Start of Block

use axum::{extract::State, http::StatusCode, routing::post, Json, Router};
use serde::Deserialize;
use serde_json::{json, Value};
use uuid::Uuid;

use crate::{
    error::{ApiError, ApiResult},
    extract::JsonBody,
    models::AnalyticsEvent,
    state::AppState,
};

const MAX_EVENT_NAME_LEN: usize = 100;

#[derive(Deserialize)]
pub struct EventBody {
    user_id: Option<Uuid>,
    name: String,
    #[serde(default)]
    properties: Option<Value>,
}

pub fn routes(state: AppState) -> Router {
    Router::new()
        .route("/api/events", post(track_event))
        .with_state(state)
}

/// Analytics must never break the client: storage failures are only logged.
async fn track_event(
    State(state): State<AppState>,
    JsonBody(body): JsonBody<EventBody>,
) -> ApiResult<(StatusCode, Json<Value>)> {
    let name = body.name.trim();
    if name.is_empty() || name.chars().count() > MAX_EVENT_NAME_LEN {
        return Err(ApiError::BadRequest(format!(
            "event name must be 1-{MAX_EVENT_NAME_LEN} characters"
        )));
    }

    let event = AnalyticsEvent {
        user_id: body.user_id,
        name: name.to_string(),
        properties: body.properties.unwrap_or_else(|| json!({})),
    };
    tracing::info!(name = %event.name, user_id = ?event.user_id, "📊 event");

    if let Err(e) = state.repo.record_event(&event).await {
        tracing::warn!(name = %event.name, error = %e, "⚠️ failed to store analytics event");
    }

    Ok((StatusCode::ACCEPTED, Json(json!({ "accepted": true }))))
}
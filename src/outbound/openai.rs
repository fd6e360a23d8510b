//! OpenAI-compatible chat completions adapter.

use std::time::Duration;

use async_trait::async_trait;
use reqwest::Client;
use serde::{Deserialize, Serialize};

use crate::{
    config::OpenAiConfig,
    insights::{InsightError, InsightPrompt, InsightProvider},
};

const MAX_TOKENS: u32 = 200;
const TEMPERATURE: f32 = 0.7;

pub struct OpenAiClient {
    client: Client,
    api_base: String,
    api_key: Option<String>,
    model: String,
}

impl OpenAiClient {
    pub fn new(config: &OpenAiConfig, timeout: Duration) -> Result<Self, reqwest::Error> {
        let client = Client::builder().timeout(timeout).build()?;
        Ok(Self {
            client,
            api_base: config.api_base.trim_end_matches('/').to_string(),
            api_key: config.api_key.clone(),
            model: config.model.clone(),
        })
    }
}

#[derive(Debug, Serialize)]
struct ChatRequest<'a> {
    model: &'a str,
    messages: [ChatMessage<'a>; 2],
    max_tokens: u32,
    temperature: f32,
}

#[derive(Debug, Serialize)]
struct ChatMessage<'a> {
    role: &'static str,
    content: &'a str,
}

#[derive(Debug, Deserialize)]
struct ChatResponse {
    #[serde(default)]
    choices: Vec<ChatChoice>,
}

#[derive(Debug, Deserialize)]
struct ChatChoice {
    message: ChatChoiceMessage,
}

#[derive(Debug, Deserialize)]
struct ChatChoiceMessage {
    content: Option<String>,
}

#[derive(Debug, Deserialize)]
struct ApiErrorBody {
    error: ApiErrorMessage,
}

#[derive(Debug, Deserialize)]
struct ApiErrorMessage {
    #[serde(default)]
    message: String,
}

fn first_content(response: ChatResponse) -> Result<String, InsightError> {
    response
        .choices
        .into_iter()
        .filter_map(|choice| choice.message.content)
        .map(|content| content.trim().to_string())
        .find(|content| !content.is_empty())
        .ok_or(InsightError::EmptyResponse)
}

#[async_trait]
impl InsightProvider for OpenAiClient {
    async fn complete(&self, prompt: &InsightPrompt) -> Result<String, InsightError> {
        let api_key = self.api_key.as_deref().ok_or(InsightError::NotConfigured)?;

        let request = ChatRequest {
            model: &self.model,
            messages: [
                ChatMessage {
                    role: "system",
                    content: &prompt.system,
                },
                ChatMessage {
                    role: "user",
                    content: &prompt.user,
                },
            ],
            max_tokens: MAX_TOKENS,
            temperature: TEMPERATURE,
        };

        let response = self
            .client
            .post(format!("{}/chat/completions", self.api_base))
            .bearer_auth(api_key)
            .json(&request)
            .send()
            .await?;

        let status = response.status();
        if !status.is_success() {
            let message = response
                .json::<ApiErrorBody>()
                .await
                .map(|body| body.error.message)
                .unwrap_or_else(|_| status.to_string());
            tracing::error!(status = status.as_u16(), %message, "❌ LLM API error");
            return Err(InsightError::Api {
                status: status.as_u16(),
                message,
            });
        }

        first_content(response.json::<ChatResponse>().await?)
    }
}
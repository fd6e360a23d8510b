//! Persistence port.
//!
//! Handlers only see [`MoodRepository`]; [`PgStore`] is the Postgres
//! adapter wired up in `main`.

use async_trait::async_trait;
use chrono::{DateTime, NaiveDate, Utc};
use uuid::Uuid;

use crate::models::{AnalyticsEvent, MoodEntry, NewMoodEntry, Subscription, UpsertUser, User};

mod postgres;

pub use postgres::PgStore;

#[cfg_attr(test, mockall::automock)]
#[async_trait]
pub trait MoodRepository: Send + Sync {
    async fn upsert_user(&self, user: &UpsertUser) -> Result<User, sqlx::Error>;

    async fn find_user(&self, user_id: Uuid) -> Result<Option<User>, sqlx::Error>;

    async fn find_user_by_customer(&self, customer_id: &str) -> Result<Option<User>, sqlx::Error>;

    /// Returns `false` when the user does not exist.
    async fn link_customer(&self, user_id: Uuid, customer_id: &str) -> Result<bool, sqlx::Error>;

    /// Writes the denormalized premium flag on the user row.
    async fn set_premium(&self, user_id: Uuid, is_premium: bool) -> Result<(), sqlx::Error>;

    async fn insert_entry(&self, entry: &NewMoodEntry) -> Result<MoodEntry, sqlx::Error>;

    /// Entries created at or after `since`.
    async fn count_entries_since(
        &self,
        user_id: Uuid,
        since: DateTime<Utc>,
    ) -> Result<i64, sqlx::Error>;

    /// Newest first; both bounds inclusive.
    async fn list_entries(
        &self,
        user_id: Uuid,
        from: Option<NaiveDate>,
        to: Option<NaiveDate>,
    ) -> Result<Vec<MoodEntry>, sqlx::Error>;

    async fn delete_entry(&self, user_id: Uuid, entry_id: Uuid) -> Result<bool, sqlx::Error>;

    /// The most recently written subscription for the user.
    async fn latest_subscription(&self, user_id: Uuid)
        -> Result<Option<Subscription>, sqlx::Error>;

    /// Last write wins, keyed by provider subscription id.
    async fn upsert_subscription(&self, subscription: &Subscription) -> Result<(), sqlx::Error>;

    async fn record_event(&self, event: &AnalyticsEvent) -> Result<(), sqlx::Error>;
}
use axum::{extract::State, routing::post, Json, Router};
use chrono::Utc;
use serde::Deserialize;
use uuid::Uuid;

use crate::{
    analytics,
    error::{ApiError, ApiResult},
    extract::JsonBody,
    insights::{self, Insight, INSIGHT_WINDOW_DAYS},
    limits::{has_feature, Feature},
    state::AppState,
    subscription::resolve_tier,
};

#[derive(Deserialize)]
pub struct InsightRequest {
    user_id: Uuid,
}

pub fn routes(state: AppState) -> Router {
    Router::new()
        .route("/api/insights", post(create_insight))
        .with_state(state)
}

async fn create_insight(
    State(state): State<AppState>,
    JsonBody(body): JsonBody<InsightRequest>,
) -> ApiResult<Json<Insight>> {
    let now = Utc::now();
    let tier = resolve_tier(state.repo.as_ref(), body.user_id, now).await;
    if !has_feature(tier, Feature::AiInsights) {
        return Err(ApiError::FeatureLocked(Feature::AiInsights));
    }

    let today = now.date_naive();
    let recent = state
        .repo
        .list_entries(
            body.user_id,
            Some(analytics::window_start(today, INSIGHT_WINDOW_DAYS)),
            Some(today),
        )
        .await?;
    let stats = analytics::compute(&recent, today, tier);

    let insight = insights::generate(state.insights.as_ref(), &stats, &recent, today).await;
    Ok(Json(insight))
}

End of Block
Start of Block

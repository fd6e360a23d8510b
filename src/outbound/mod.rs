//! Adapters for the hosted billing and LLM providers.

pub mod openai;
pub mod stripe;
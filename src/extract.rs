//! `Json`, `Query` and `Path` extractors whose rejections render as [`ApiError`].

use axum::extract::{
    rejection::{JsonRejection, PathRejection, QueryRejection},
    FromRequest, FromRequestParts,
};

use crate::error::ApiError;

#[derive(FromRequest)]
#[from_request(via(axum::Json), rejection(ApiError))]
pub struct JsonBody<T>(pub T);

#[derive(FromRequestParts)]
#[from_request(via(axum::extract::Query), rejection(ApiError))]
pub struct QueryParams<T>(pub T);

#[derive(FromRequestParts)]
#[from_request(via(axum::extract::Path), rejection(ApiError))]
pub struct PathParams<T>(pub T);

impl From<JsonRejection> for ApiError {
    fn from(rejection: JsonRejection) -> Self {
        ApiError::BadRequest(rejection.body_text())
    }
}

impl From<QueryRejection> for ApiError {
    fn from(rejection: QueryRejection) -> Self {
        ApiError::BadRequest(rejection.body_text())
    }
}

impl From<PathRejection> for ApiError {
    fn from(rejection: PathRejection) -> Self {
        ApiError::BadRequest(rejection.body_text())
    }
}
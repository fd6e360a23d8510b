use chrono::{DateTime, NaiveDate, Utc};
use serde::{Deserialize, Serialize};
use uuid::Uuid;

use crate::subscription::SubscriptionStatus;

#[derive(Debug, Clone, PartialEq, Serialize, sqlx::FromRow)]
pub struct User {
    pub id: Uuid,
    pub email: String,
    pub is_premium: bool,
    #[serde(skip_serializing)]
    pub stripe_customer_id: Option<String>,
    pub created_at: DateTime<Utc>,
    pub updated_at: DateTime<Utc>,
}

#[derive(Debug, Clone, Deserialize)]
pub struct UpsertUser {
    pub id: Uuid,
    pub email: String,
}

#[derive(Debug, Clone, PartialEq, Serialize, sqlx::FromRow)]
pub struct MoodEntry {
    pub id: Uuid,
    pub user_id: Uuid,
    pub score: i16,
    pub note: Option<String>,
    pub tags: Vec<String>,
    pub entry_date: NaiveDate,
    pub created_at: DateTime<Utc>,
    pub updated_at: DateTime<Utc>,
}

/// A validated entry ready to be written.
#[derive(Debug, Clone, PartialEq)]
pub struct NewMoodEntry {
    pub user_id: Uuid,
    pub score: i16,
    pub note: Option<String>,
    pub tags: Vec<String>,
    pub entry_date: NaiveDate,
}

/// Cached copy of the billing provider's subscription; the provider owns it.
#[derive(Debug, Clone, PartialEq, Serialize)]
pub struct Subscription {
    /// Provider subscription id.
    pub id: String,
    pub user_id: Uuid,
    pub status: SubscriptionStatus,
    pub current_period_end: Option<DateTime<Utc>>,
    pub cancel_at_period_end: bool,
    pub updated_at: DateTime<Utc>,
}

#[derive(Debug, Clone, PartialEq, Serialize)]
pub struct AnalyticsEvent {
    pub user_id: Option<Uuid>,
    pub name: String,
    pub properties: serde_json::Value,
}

End of Block

**DESCRIPTION OF THE TASK**
From the material above, give the number of lines that contain the string "only", without any added remark.

**OUTPUT FOR THIS EXERCISE**
2